Retour de Christophe Gleizes : l'ambassadeur français en Algérie s'engage
L'ambassadeur de France en Algérie, Stéphane Romatet, de retour à Alger après avoir été rappelé il y a un peu plus d'un an, a évoqué ses efforts pour libérer le journaliste Christophe Gleizes. Il a martelé l'importance de « rétablir une relation » entre les deux pays pour faciliter ce retour.
Invité sur France Inter lundi matin, Stéphane Romatet a déclaré : « À titre personnel, c'est mon obsession. » Il a assuré que le retour de Christophe Gleizes en France « c'est notre devoir, c'est notre responsabilité ». Le journaliste sportif de 37 ans est détenu en Algérie depuis son arrestation en mai 2024.
Pour l'ambassadeur, « nous devons rendre Christophe à sa famille, au milieu du foot » et « tous nos efforts doivent tendre vers cet objectif ». Le consul général a rendu visite au journaliste emprisonné il y a une quinzaine de jours, « c'était la première fois depuis sa condamnation en juillet », a rappelé l'ambassadeur. « Nous l'avons trouvé incroyablement solide, très combatif, il se sent très soutenu », a-t-il indiqué.
Christophe Gleizes a été condamné à sept ans de prison pour « apologie du terrorisme » dans le cadre d'un reportage en Kabylie. Sa peine a été confirmée en appel en décembre. Sa famille demande désormais une grâce du président algérien Abdelmadjid Tebboune. Stéphane Romatet a affirmé que la France conduit des efforts « dans la discrétion, dans la discussion respectueuse avec les autorités algériennes » pour le retour du journaliste.
C'est pourquoi, selon l'ambassadeur, il est important de reprendre les relations diplomatiques entre Paris et Alger, car « si on stigmatise, si on jette l'anathème sur ce pays, on n'y arrivera pas ». « Reprendre cette relation avec Alger, même si c'est difficile, compliqué, c'est aussi aider Christophe à revenir le plus tôt possible en France », a insisté Stéphane Romatet.
« Nous attendons du respect de la part de l'Algérie »
Stéphane Romatet avait été rappelé par le ministre de la Justice il y a un peu plus d'un an, au pic de la crise diplomatique entre les deux pays. Après des mois de silence, « où tous les contacts y compris sécuritaires ont quasiment été interrompus », a rappelé l'ambassadeur, le dialogue a repris il y a quelques semaines.
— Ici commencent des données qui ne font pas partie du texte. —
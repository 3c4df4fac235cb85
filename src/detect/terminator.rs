use std::io::{self, Read, Seek};

use log::debug;

use crate::{core::config::LineTerminator, io::source::ByteSource};

/// Bytes sampled when counting line feeds and carriage returns.
pub const TERMINATOR_WINDOW: usize = 1000;

/// Classifies a sample by its line feed and carriage return counts.
///
/// More `\n` than `\r` means Unix, more `\r` means classic Mac. A tie,
/// including a sample without any terminator, is read as `\r\n`.
pub fn classify(sample: &[u8]) -> LineTerminator {
    let (lf, cr) = sample.iter().fold((0usize, 0usize), |(lf, cr), &b| match b {
        b'\n' => (lf + 1, cr),
        b'\r' => (lf, cr + 1),
        _ => (lf, cr),
    });

    match lf.cmp(&cr) {
        std::cmp::Ordering::Greater => LineTerminator::Lf,
        std::cmp::Ordering::Less => LineTerminator::Cr,
        std::cmp::Ordering::Equal => LineTerminator::CrLf,
    }
}

/// Detects the line terminator of a byte source from its start.
///
/// A `\r\n` pair straddling the end of the window may tip the counts; the
/// sample is not extended to compensate. The position of the source is left
/// unchanged.
pub fn detect_line_terminator<R: Read + Seek>(
    source: &mut ByteSource<R>,
) -> io::Result<LineTerminator> {
    let sample = source.read_head(TERMINATOR_WINDOW)?;
    let terminator = classify(&sample);
    debug!("line terminator detected: {:?}", terminator.as_str());
    Ok(terminator)
}

#[cfg(test)]
mod tests {
    use std::io::Cursor;

    use super::*;

    #[test]
    fn majority_wins() {
        assert_eq!(classify(b"a\nb\nc\n"), LineTerminator::Lf);
        assert_eq!(classify(b"a\rb\rc\r"), LineTerminator::Cr);
        assert_eq!(classify(b"a\r\nb\r\n"), LineTerminator::CrLf);
    }

    #[test]
    fn no_terminator_reads_as_crlf() {
        assert_eq!(classify(b"single line"), LineTerminator::CrLf);
        assert_eq!(classify(b""), LineTerminator::CrLf);
    }

    #[test]
    fn only_the_window_is_sampled() {
        let mut bytes = b"x\r\n".repeat(333);
        bytes.push(b'x');
        bytes.extend_from_slice(b"\n\n\n\n");
        // 1000 bytes hold 333 balanced pairs and one extra byte
        let mut source = ByteSource::new(Cursor::new(bytes)).unwrap();
        assert_eq!(
            detect_line_terminator(&mut source).unwrap(),
            LineTerminator::CrLf
        );
    }

    #[test]
    fn split_pair_at_window_edge_tips_toward_cr() {
        let mut bytes = vec![b'x'; TERMINATOR_WINDOW - 1];
        bytes.extend_from_slice(b"\r\n");
        let mut source = ByteSource::new(Cursor::new(bytes)).unwrap();
        assert_eq!(
            detect_line_terminator(&mut source).unwrap(),
            LineTerminator::Cr
        );
    }
}
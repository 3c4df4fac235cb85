/// Supported character sets.
pub mod charset;

/// Line terminator normalization.
pub mod endings;

/// Seekable byte source with stream transforms.
pub mod source;

/// Incremental transcoding to UTF-8.
pub mod transcode;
Signe de réchauffement des relations, Gérald Darmanin s'est rendu récemment à Alger pour rencontrer son homologue. Le ministre algérien de l'Intérieur est attendu à Paris, a annoncé Laurent Nuñez, qui a rencontré le président algérien à Alger en février. C'est dans ce cadre que Stéphane Romatet a fait son retour en Algérie il y a quelques jours. « C'est un retour pour rétablir une relation, pour tenter de la redémarrer, pour essayer de la reconstruire après des mois et des mois, presque deux ans où cette relation a été abîmée », a-t-il déclaré.
Il a reconnu que « discuter avec l'Algérie, (…), c'est difficile, on sait que c'est exigeant, mais ça n'est pas abdiquer, c'est un impératif ». Alors que certains élus, notamment du RN, accusent les autorités françaises de « diplomatie de la courbette » avec l'Algérie, Stéphane Romatet a estimé que privilégier le dialogue « ça n'est pas faire preuve de faiblesse, c'est une nécessité ».
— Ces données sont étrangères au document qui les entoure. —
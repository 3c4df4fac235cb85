//! Format sniffing.
//!
//! Each detector inspects a bounded window at the start of a
//! [`ByteSource`](crate::io::source::ByteSource) and leaves the source where
//! it found it.

/// Byte-order marks, wide-newline patterns and charset guessing.
pub mod encoding;

/// Column separator detection and `sep=` declaration lines.
pub mod separator;

/// Line terminator detection.
pub mod terminator;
L'ambassadeur a toutefois rappelé qu'il était nécessaire de « faire de part et d'autre preuve de respect ». Interrogé sur un article du média algérien El Watan à charge contre le ministre des Affaires étrangères Jean-Noël Barrot après sa visite au Maroc la semaine dernière, Stéphane Romatet a dénoncé des « propos inacceptables, je l'ai dit hier aux responsables algériens ». « Nous attendons du respect de la part de l'Algérie », a-t-il répété.
« Nous avons le devoir d'avoir une relation forte avec le Maroc, nous avons aussi le devoir d'avoir une relation forte avec l'Algérie. Il faut faire la démonstration que nous pouvons avoir à la fois avec Rabat et Alger des relations sereines et apaisées », a-t-il conclu.